BEFRIEND A MOUSE: I actually refrained from going to see The Green Mile, as I believe that too much power is already concentrated in the hands of Tom Hanks as it is, but I am well aware from my past habit of reading the plots of films off of their Wikipedia pages that one of the prisoner characters is a large magical black man who had made a pet of a little mouse that comes into his cell and which he called Mr. Bojangles. I actually already had my obligatory mouse encounter back at the Seagoville jail unit, which had a considerable mouse infestation. At the time, I was still cellmates with Tom, who, as noted in a previous column, has the words “Game Over” tattooed on his knuckles and doesn’t like it when I read out loud from Henry Kissinger’s memoirs in a fake German accent — a pretty uptight fellow, you understand.

One morning, he remarked that he’d been kept awake all night by a mouse that had made it into our cell despite the rolled-up newspaper he’d used to block the gap under the door, and which had proceeded to get into his locker and rummage through his commissary snacks, forcing Tom to stay up and try to get rid of him. So I gave Tom a lecture to the effect that he, like most people, is a fucking nut job, and that his inability to deal emotionally with the fact that a mouse had entered his locker and is maybe going to eat one of his special little crackers or whatever really indicates the larger problem. As for me, I explained, I had slept like a Taoist baby the previous night, even though I, too, had heard the mouse and even though I, too, had a bunch of snacks and candy and bullshit in my locker that — oh noes — the fucking mouse might have gotten into. What if the mouse got one of my crackers, Tom? What if he got two crackers? How am I going to pick up the pieces and move on with my life knowing that I have two fewer Brand X Ritz-style crackers today than I had yesterday? These are some of the questions that did not pass through my mind last night, because last night I was asleep like a reasonable person, dreaming that I was an adviser to Charlemagne. But not you, Tom; you were up all night on mouse patrol, defending your snack crack Lebensraum from the Bolshevik unter mice or whatever the fuck it was you think you were doing. You’re a Nazi, Tom. You’re a sick Nazi war criminal.

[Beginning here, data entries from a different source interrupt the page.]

//! Reified outcome of a remote operation, carrying enough context for
//! bounded retry. Grounded in the Python original's
//! `ActionResult`/`Download`/`Upload`/`Rename`/`Delete`/`MkDir`/`Refresh`
//! dataclass hierarchy (`model/action_result.py`), rendered here as a
//! single tagged struct plus an explicit retry closure instead of a
//! class-per-kind hierarchy.

use std::future::Future;
use std::pin::Pin;

/// Default number of attempts for a retryable remote operation, matching
/// `constants.MAX_RETRIES` in the system this design is descended from.
pub const DEFAULT_RETRIES: u32 = 3;

#[derive(Debug, Clone, Copy, PartialEq, Eq)]
pub enum ActionKind {
    Nil,
    Upload,
    Download,
    Delete,
    Rename,
    Move,
    Mkdir,
    Refresh,
}

pub type RetryFuture = Pin<Box<dyn Future<Output = ActionResult> + Send>>;
pub type RetryClosure = Box<dyn FnOnce() -> RetryFuture + Send>;

/// Outcome of one submitted unit of work against the remote tree.
pub struct ActionResult {
    pub kind: ActionKind,
    pub path: String,
    pub dest_path: Option<String>,
    pub success: bool,
    pub retries_left: u32,
    pub error: Option<String>,
    pub retry: Option<RetryClosure>,
}

impl std::fmt::Debug for ActionResult {
    fn fmt(&self, f: &mut std::fmt::Formatter<'_>) -> std::fmt::Result {
        f.debug_struct("ActionResult")
            .field("kind", &self.kind)
            .field("path", &self.path)
            .field("dest_path", &self.dest_path)
            .field("success", &self.success)
            .field("retries_left", &self.retries_left)
            .field("error", &self.error)
            .field("retry", &self.retry.is_some())
            .finish()
    }
}

impl std::fmt::Display for ActionResult {
    fn fmt(&self, f: &mut std::fmt::Formatter<'_>) -> std::fmt::Result {
        write!(
            f,
            "{:?} {} {}",
            self.kind,
            if self.success { "succeeded" } else { "failed" },
            self.path
        )
    }
}

impl ActionResult {
    pub fn nil() -> Self {
        Self {
            kind: ActionKind::Nil,
            path: String::new(),
            dest_path: None,
            success: true,
            retries_left: 0,
            error: None,
            retry: None,
        }
    }

    pub fn ok(kind: ActionKind, path: impl Into<String>) -> Self {
        Self {
            kind,
            path: path.into(),
            dest_path: None,
            success: true,
            retries_left: 0,
            error: None,
            retry: None,
        }
    }

    pub fn ok_with_dest(kind: ActionKind, path: impl Into<String>, dest_path: impl Into<String>) -> Self {
        Self {
            dest_path: Some(dest_path.into()),
            ..Self::ok(kind, path)
        }
    }

    pub fn failed(
        kind: ActionKind,
        path: impl Into<String>,
        error: impl Into<String>,
        retries_left: u32,
        retry: Option<RetryClosure>,
    ) -> Self {
        Self {
            kind,
            path: path.into(),
            dest_path: None,
            success: false,
            retries_left,
            error: Some(error.into()),
            retry,
        }
    }

    /// Whether the reconciler should resubmit `retry` for another attempt.
    pub fn should_retry(&self) -> bool {
        !self.success && self.retries_left > 0 && self.retry.is_some()
    }

    /// Consumes self, returning the retry closure with its budget decremented.
    pub fn into_retry(mut self) -> Option<(u32, RetryClosure)> {
        let retry = self.retry.take()?;
        Some((self.retries_left.saturating_sub(1), retry))
    }
}

#[cfg(test)]
mod tests {
    use super::*;

    #[test]
    fn nil_is_always_success_with_no_retry() {
        let r = ActionResult::nil();
        assert!(r.success);
        assert!(!r.should_retry());
    }

    #[test]
    fn failure_with_budget_and_closure_should_retry() {
        let r = ActionResult::failed(
            ActionKind::Upload,
            "a/b.txt",
            "network",
            DEFAULT_RETRIES,
            Some(Box::new(|| Box::pin(async { ActionResult::nil() }))),
        );
        assert!(r.should_retry());
        let (left, _) = r.into_retry().unwrap();
        assert_eq!(left, DEFAULT_RETRIES - 1);
    }

    #[test]
    fn failure_with_no_budget_gives_up() {
        let r = ActionResult::failed(ActionKind::Upload, "a/b.txt", "network", 0, None);
        assert!(!r.should_retry());
    }
}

Anyway, that’s how I explained it to Tom, and then, when my mention of Nazis prompted him to note that he actually had never been clear on what World War II was all about, I gave him another lecture on his duty as a citizen of a republic to familiarize himself with modern history. Then I regaled him with a summary of World War II, although much of what I told him was lies.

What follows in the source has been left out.